Last night I stepped out to the courtyard to watch the sky blaze and fall in just minutes, and I clambered up onto a table to see over the tall fences around the schoolyard. One semester into the school year and still, I rarely leave home except for school. Yet we are not isolated. This community winds together day by day to sustain this time of absurd uncertainty. Our grade-level lunch zones, our hallway arrows, our courtyard "6' apart" markers, have become the map for each day's moments of recreation: smiling teachers supervising groups of seventh-through-twelfth-grade students.

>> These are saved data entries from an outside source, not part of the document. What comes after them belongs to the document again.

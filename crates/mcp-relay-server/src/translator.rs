//! Worker ⇄ uplink message translation
//!
//! Worker lines travel up wrapped exactly once in an `mcp` envelope; relay
//! envelopes travel down unwrapped. Payload bytes are never re-encoded.

use crate::pending::PendingRequests;
use async_trait::async_trait;
use mcp_relay_core::{Envelope, EnvelopeKind, RawValue, Result};
use mcp_relay_uplink::UplinkConnector;
use mcp_relay_worker::WorkerChannel;
use std::sync::Arc;
use tokio::sync::mpsc;
use tokio_util::sync::CancellationToken;
use tracing::{debug, error, info, warn};

/// What to do with an envelope from the relay
#[derive(Debug)]
pub enum Route {
    /// Relay hello; handled locally
    Acknowledge,
    /// Payload for the worker
    Forward(Box<RawValue>),
    /// Nothing to deliver
    Discard(&'static str),
}

/// Wrap a worker message for the uplink
pub fn worker_to_uplink(message: Box<RawValue>) -> Envelope {
    Envelope::mcp(message)
}

/// Decide where a relay envelope goes
pub fn uplink_to_worker(envelope: Envelope) -> Route {
    match envelope.kind {
        EnvelopeKind::Hello => Route::Acknowledge,
        EnvelopeKind::Mcp => match envelope.payload {
            Some(payload) => Route::Forward(payload),
            None => Route::Discard("mcp envelope without payload"),
        },
        EnvelopeKind::Heartbeat => Route::Discard("heartbeat"),
        EnvelopeKind::Unknown => Route::Discard("unknown envelope type"),
    }
}

/// Where translated worker output goes
pub trait UplinkSink: Send + Sync + 'static {
    fn send_envelope(&self, envelope: Envelope) -> Result<()>;
}

/// Where translated relay input goes
#[async_trait]
pub trait WorkerSink: Send + Sync + 'static {
    async fn send_raw(&self, message: &RawValue) -> Result<()>;
}

impl UplinkSink for UplinkConnector {
    fn send_envelope(&self, envelope: Envelope) -> Result<()> {
        self.send(envelope)
    }
}

#[async_trait]
impl WorkerSink for WorkerChannel {
    async fn send_raw(&self, message: &RawValue) -> Result<()> {
        self.send(message).await
    }
}

/// Pump worker output to the uplink in receipt order
///
/// Responses to bridge-originated requests are handed to `pending` instead.
pub async fn forward_worker_output(
    mut worker_rx: mpsc::Receiver<Box<RawValue>>,
    uplink: Arc<dyn UplinkSink>,
    pending: Arc<PendingRequests>,
    cancel: CancellationToken,
) {
    loop {
        let message = tokio::select! {
            _ = cancel.cancelled() => break,
            message = worker_rx.recv() => match message {
                Some(message) => message,
                None => break,
            },
        };

        let Some(message) = pending.offer(message) else {
            continue;
        };
        if let Err(e) = uplink.send_envelope(worker_to_uplink(message)) {
            error!("Failed to forward worker message to uplink: {}", e);
        }
    }
    debug!("Worker output pump stopped");
}

/// Pump relay envelopes to the worker in receipt order
pub async fn forward_uplink_input(
    mut uplink_rx: mpsc::Receiver<Envelope>,
    worker: Arc<dyn WorkerSink>,
    cancel: CancellationToken,
) {
    loop {
        let envelope = tokio::select! {
            _ = cancel.cancelled() => break,
            envelope = uplink_rx.recv() => match envelope {
                Some(envelope) => envelope,
                None => break,
            },
        };

        match uplink_to_worker(envelope) {
            Route::Acknowledge => info!("Relay hello received"),
            Route::Forward(payload) => {
                if let Err(e) = worker.send_raw(&payload).await {
                    error!("Failed to forward relay message to worker: {}", e);
                }
            }
            Route::Discard("heartbeat") => debug!("Relay heartbeat"),
            Route::Discard(reason) => warn!("Discarding relay envelope: {}", reason),
        }
    }
    debug!("Uplink input pump stopped");
}

#[cfg(test)]
mod tests {
    use super::*;
    use mcp_relay_core::{RelayError, RequestId};
    use parking_lot::Mutex;

    #[derive(Default)]
    struct RecordingUplink(Mutex<Vec<String>>);

    impl UplinkSink for RecordingUplink {
        fn send_envelope(&self, envelope: Envelope) -> Result<()> {
            self.0.lock().push(envelope.to_text()?);
            Ok(())
        }
    }

    #[derive(Default)]
    struct RecordingWorker {
        lines: Mutex<Vec<String>>,
        down: bool,
    }

    #[async_trait]
    impl WorkerSink for RecordingWorker {
        async fn send_raw(&self, message: &RawValue) -> Result<()> {
            if self.down {
                return Err(RelayError::ProcessNotRunning);
            }
            self.lines.lock().push(message.get().to_string());
            Ok(())
        }
    }

    fn raw(text: &str) -> Box<RawValue> {
        RawValue::from_string(text.to_string()).unwrap()
    }

    #[test]
    fn test_wraps_exactly_once() {
        let envelope = worker_to_uplink(raw(r#"{"jsonrpc":"2.0","id":1,"result":{}}"#));
        assert_eq!(
            envelope.to_text().unwrap(),
            r#"{"type":"mcp","payload":{"jsonrpc":"2.0","id":1,"result":{}}}"#
        );
    }

    #[test]
    fn test_routes() {
        let hello = Envelope::from_text(r#"{"type":"hello","version":1}"#).unwrap();
        assert!(matches!(uplink_to_worker(hello), Route::Acknowledge));

        let mcp = Envelope::from_text(r#"{"type":"mcp","payload":{"id":3, "method":"ping"}}"#)
            .unwrap();
        match uplink_to_worker(mcp) {
            Route::Forward(payload) => assert_eq!(payload.get(), r#"{"id":3, "method":"ping"}"#),
            other => panic!("unexpected route {:?}", other),
        }

        let empty = Envelope::from_text(r#"{"type":"mcp"}"#).unwrap();
        assert!(matches!(uplink_to_worker(empty), Route::Discard(_)));
        let odd = Envelope::from_text(r#"{"type":"bogus","payload":1}"#).unwrap();
        assert!(matches!(uplink_to_worker(odd), Route::Discard(_)));
    }

    #[tokio::test]
    async fn test_worker_pump_preserves_order() {
        let (tx, rx) = mpsc::channel(16);
        let uplink = Arc::new(RecordingUplink::default());
        let pending = Arc::new(PendingRequests::new());
        let handle = tokio::spawn(forward_worker_output(
            rx,
            uplink.clone(),
            pending,
            CancellationToken::new(),
        ));

        for n in 0..5 {
            tx.send(raw(&format!(r#"{{"seq":{}}}"#, n))).await.unwrap();
        }
        drop(tx);
        handle.await.unwrap();

        let sent = uplink.0.lock().clone();
        let expected: Vec<_> = (0..5)
            .map(|n| format!(r#"{{"type":"mcp","payload":{{"seq":{}}}}}"#, n))
            .collect();
        assert_eq!(sent, expected);
    }

    #[tokio::test]
    async fn test_worker_pump_diverts_pending_responses() {
        let (tx, rx) = mpsc::channel(16);
        let uplink = Arc::new(RecordingUplink::default());
        let pending = Arc::new(PendingRequests::new());
        let waiter = pending.register(RequestId::String("bridge-1".into()));
        let handle = tokio::spawn(forward_worker_output(
            rx,
            uplink.clone(),
            pending,
            CancellationToken::new(),
        ));

        tx.send(raw(r#"{"jsonrpc":"2.0","id":"bridge-1","result":{"ok":true}}"#))
            .await
            .unwrap();
        tx.send(raw(r#"{"jsonrpc":"2.0","id":1,"result":{}}"#))
            .await
            .unwrap();
        drop(tx);
        handle.await.unwrap();

        assert_eq!(
            waiter.await.unwrap().get(),
            r#"{"jsonrpc":"2.0","id":"bridge-1","result":{"ok":true}}"#
        );
        assert_eq!(uplink.0.lock().len(), 1);
    }

    #[tokio::test]
    async fn test_uplink_pump_unwraps_in_order() {
        let (tx, rx) = mpsc::channel(16);
        let worker = Arc::new(RecordingWorker::default());
        let handle = tokio::spawn(forward_uplink_input(
            rx,
            worker.clone(),
            CancellationToken::new(),
        ));

        tx.send(Envelope::from_text(r#"{"type":"hello"}"#).unwrap())
            .await
            .unwrap();
        for n in 0..3 {
            tx.send(Envelope::mcp(raw(&format!(r#"{{"id":{},"method":"tools/list"}}"#, n))))
                .await
                .unwrap();
        }
        tx.send(Envelope::heartbeat()).await.unwrap();
        drop(tx);
        handle.await.unwrap();

        let lines = worker.lines.lock().clone();
        assert_eq!(
            lines,
            vec![
                r#"{"id":0,"method":"tools/list"}"#,
                r#"{"id":1,"method":"tools/list"}"#,
                r#"{"id":2,"method":"tools/list"}"#,
            ]
        );
    }

    #[tokio::test]
    async fn test_worker_down_is_not_fatal() {
        let (tx, rx) = mpsc::channel(16);
        let worker = Arc::new(RecordingWorker {
            down: true,
            ..Default::default()
        });
        let cancel = CancellationToken::new();
        let handle = tokio::spawn(forward_uplink_input(rx, worker, cancel.clone()));

        tx.send(Envelope::mcp(raw("{}"))).await.unwrap();
        tx.send(Envelope::mcp(raw("{}"))).await.unwrap();
        tokio::task::yield_now().await;
        assert!(!handle.is_finished());

        cancel.cancel();
        handle.await.unwrap();
    }
}
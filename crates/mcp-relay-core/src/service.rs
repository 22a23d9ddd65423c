//! Boundary with the state-mutating service behind the bridge
//!
//! The bridge never interprets operations. It needs a way to invoke them, a
//! way to read the current state for late joiners, and a sink the service
//! reports changes to.

use async_trait::async_trait;
use thiserror::Error;

use crate::event::BroadcastEvent;

/// Typed failure returned by a service call
#[derive(Debug, Clone, Error, PartialEq)]
pub enum ServiceError {
    /// The service cannot be reached right now
    #[error("Service unavailable: {0}")]
    Unavailable(String),

    /// The operation was refused
    #[error("Operation rejected ({code}): {message}")]
    Rejected { code: i64, message: String },

    /// No answer within the call deadline
    #[error("Operation timed out")]
    Timeout,

    /// The answer could not be understood
    #[error("Invalid response: {0}")]
    InvalidResponse(String),
}

/// Source of the full current state
pub trait SnapshotSource: Send + Sync + 'static {
    fn snapshot(&self) -> serde_json::Value;
}

/// Where change notifications go
///
/// Implementations must not block the caller.
pub trait EventSink: Send + Sync + 'static {
    fn publish(&self, event: BroadcastEvent);
}

/// Request/response access to the service
#[async_trait]
pub trait StateService: SnapshotSource {
    /// Invoke an operation by name
    async fn call(
        &self,
        operation: &str,
        arguments: serde_json::Value,
    ) -> Result<serde_json::Value, ServiceError>;

    /// Names of the operations the service exposes
    fn operations(&self) -> Vec<String>;
}
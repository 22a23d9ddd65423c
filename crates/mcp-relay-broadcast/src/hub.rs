//! Event broadcast hub
//!
//! ```text
//! publish(event) ──serialize once──┬──► [queue 1] ──► Subscription 1
//!                                  ├──► [queue 2] ──► Subscription 2
//!                                  └──► [queue N] ──► Subscription N
//! ```
//!
//! - `publish` never waits: frames are handed over with `try_send`
//! - A full or closed queue removes that subscriber; it is never retried
//! - Publishes are serialized, so all subscribers see the same order
//! - Every subscription starts with a `connection_established` snapshot

use crate::registry::{SubscriberId, SubscriberRegistry};
use futures_util::stream::Stream;
use mcp_relay_core::{BridgeSettings, BroadcastEvent, EventSink, SnapshotSource};
use parking_lot::Mutex;
use std::pin::Pin;
use std::sync::{Arc, Weak};
use std::task::{Context, Poll};
use std::time::Duration;
use tokio::sync::mpsc;
use tokio::task::JoinHandle;
use tokio::time::{Instant, MissedTickBehavior};
use tokio_util::sync::CancellationToken;
use tracing::{debug, error, info, warn};

/// Hub settings
#[derive(Debug, Clone)]
pub struct HubConfig {
    /// Zero disables the heartbeat
    pub heartbeat_interval: Duration,
    pub subscriber_buffer: usize,
}

impl HubConfig {
    pub fn from_settings(settings: &BridgeSettings) -> Self {
        Self {
            heartbeat_interval: settings.heartbeat_interval(),
            subscriber_buffer: settings.subscriber_buffer,
        }
    }
}

impl Default for HubConfig {
    fn default() -> Self {
        Self::from_settings(&BridgeSettings::default())
    }
}

/// Outcome of one fan-out
#[derive(Debug, Default, Clone, PartialEq, Eq)]
pub struct PublishReport {
    /// Subscribers that received the frame, in membership order
    pub delivered: Vec<SubscriberId>,
    /// Subscribers removed because the write failed
    pub dropped: Vec<SubscriberId>,
}

struct HubInner {
    config: HubConfig,
    registry: SubscriberRegistry,
    source: Arc<dyn SnapshotSource>,
    publish_order: Mutex<()>,
}

impl HubInner {
    fn publish(&self, event: &BroadcastEvent) -> PublishReport {
        let frame: Arc<str> = match event.to_json() {
            Ok(json) => json.into(),
            Err(e) => {
                error!(event = %event.event_type, "Failed to serialize broadcast event: {}", e);
                return PublishReport::default();
            }
        };

        let _order = self.publish_order.lock();
        let mut report = PublishReport::default();
        for subscriber in self.registry.snapshot() {
            match subscriber.try_deliver(frame.clone()) {
                Ok(()) => report.delivered.push(subscriber.id()),
                Err(failure) => {
                    warn!(
                        subscriber = subscriber.id(),
                        reason = ?failure,
                        "Broadcast write failed, unsubscribing"
                    );
                    self.registry.remove(subscriber.id());
                    report.dropped.push(subscriber.id());
                }
            }
        }
        debug!(
            event = %event.event_type,
            delivered = report.delivered.len(),
            dropped = report.dropped.len(),
            "Broadcast published"
        );
        report
    }
}

struct Heartbeat {
    cancel: CancellationToken,
    handle: JoinHandle<()>,
}

/// Publish point for state-change events
pub struct BroadcastHub {
    inner: Arc<HubInner>,
    heartbeat: Mutex<Option<Heartbeat>>,
}

impl BroadcastHub {
    pub fn new(config: HubConfig, source: Arc<dyn SnapshotSource>) -> Self {
        Self {
            inner: Arc::new(HubInner {
                config,
                registry: SubscriberRegistry::new(),
                source,
                publish_order: Mutex::new(()),
            }),
            heartbeat: Mutex::new(None),
        }
    }

    /// Register a new subscriber
    ///
    /// Its first frame is the current snapshot; no publish can precede it.
    pub fn subscribe(&self) -> Subscription {
        let _order = self.inner.publish_order.lock();
        let event = BroadcastEvent::connection_established(self.inner.source.snapshot());
        let first: Arc<str> = match event.to_json() {
            Ok(json) => json.into(),
            Err(e) => {
                error!("Failed to serialize snapshot: {}", e);
                Arc::from("{}")
            }
        };
        let (subscriber, receiver) = self
            .inner
            .registry
            .register(self.inner.config.subscriber_buffer, first);
        info!(
            subscriber = subscriber.id(),
            total = self.inner.registry.len(),
            "Broadcast subscriber connected"
        );

        Subscription {
            id: subscriber.id(),
            receiver,
            done: subscriber.done().clone(),
            hub: Arc::downgrade(&self.inner),
        }
    }

    /// Fan an event out to every current subscriber without waiting
    pub fn publish(&self, event: &BroadcastEvent) -> PublishReport {
        self.inner.publish(event)
    }

    /// Remove a subscriber; repeated calls are no-ops
    pub fn unsubscribe(&self, id: SubscriberId) -> bool {
        let removed = self.inner.registry.remove(id);
        if removed {
            info!(subscriber = id, "Broadcast subscriber disconnected");
        }
        removed
    }

    pub fn subscriber_count(&self) -> usize {
        self.inner.registry.len()
    }

    /// Cloneable sink that publishes into this hub
    pub fn publisher(&self) -> HubPublisher {
        HubPublisher {
            hub: Arc::downgrade(&self.inner),
        }
    }

    /// Start the periodic heartbeat
    pub fn start(&self) {
        let period = self.inner.config.heartbeat_interval;
        let mut heartbeat = self.heartbeat.lock();
        if heartbeat.is_some() || period.is_zero() {
            return;
        }

        let cancel = CancellationToken::new();
        let token = cancel.clone();
        let inner = self.inner.clone();
        let handle = tokio::spawn(async move {
            let mut ticker = tokio::time::interval_at(Instant::now() + period, period);
            ticker.set_missed_tick_behavior(MissedTickBehavior::Delay);
            loop {
                tokio::select! {
                    _ = token.cancelled() => break,
                    _ = ticker.tick() => {
                        inner.publish(&BroadcastEvent::heartbeat());
                    }
                }
            }
            debug!("Heartbeat stopped");
        });
        *heartbeat = Some(Heartbeat { cancel, handle });
        info!(interval = ?period, "Broadcast hub started");
    }

    /// Stop the heartbeat and release every subscriber
    pub async fn shutdown(&self) {
        let heartbeat = self.heartbeat.lock().take();
        if let Some(heartbeat) = heartbeat {
            heartbeat.cancel.cancel();
            let _ = heartbeat.handle.await;
        }
        let released = self.inner.registry.clear();
        info!(released, "Broadcast hub shut down");
    }
}

/// [`EventSink`] handle into a hub
///
/// Holds a weak reference; publishing after the hub is gone is a no-op.
#[derive(Clone)]
pub struct HubPublisher {
    hub: Weak<HubInner>,
}

impl EventSink for HubPublisher {
    fn publish(&self, event: BroadcastEvent) {
        if let Some(hub) = self.hub.upgrade() {
            hub.publish(&event);
        }
    }
}

/// Consumer side of one subscriber
///
/// Yields serialized event frames. Ends when the subscriber is removed or
/// the hub shuts down; dropping it unsubscribes.
pub struct Subscription {
    id: SubscriberId,
    receiver: mpsc::Receiver<Arc<str>>,
    done: CancellationToken,
    hub: Weak<HubInner>,
}

impl Subscription {
    pub fn id(&self) -> SubscriberId {
        self.id
    }

    /// Cancelled once the subscriber has been removed
    pub fn done(&self) -> CancellationToken {
        self.done.clone()
    }

    /// Next frame, or `None` once the subscriber is gone
    pub async fn recv(&mut self) -> Option<Arc<str>> {
        self.receiver.recv().await
    }
}

impl Stream for Subscription {
    type Item = Arc<str>;

    fn poll_next(mut self: Pin<&mut Self>, cx: &mut Context<'_>) -> Poll<Option<Self::Item>> {
        self.receiver.poll_recv(cx)
    }
}

impl Drop for Subscription {
    fn drop(&mut self) {
        if let Some(hub) = self.hub.upgrade() {
            if hub.registry.remove(self.id) {
                debug!(subscriber = self.id, "Subscription dropped");
            }
        }
    }
}
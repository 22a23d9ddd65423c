//! Error types for the relay bridge

use std::time::Duration;
use thiserror::Error;

/// Result type for relay operations
pub type Result<T> = std::result::Result<T, RelayError>;

/// Relay error types
#[derive(Debug, Error)]
pub enum RelayError {
    /// Worker process has not been started or has exited
    #[error("Worker process not running")]
    ProcessNotRunning,

    /// Worker process is already running
    #[error("Worker process already running")]
    WorkerAlreadyRunning,

    /// Worker process could not be launched
    #[error("Failed to spawn worker: {0}")]
    SpawnFailed(String),

    /// Pipe or socket I/O failed
    #[error("IPC error: {0}")]
    IpcError(String),

    /// Serialization error
    #[error("Serialization error: {0}")]
    SerializationError(String),

    /// Peer sent something we did not expect
    #[error("Protocol error: {0}")]
    ProtocolError(String),

    /// Worker did not answer the initialize request in time
    #[error("Handshake timed out after {0:?}")]
    HandshakeTimeout(Duration),

    /// Uplink connector has been shut down
    #[error("Uplink closed")]
    UplinkClosed,

    /// Operation not valid in the current lifecycle state
    #[error("Invalid state: {0}")]
    InvalidState(String),

    /// Bad or missing configuration
    #[error("Config error: {0}")]
    ConfigError(String),

    /// Startup failed and was rolled back
    #[error("Startup failed: {0}")]
    StartupFailed(String),
}

impl From<serde_json::Error> for RelayError {
    fn from(err: serde_json::Error) -> Self {
        RelayError::SerializationError(err.to_string())
    }
}

/// JSON-RPC error codes used by the relay
pub mod error_codes {
    pub const METHOD_NOT_FOUND: i32 = -32601;
    pub const INVALID_PARAMS: i32 = -32602;
}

We have adapted to a pulse, a cycle, bound by fences, marked by sunrises, measured in breaths and units and tests, rigid in its insistence that something—anything—feel normal. For a few short minutes I watched this fierce sunset flee, dipping behind the mountain, leaving gray wake. It was a longer breath, a deeper break, in the paces of evenings I have learned to make. My memory pulled me back to a time when my own high school teacher asked the class: "who here thinks sunsets are important?"


I would answer today as I did then, with a raised hand, but I had forgotten; I had lost that answer in the rhythmic patter of pandemic days. May I remember from now on. May the lactic sting of a hand raised and held so long remind me. May the questions, unanswered, hold my mind, and my eyes, open to the changing, revolving potentials in each day.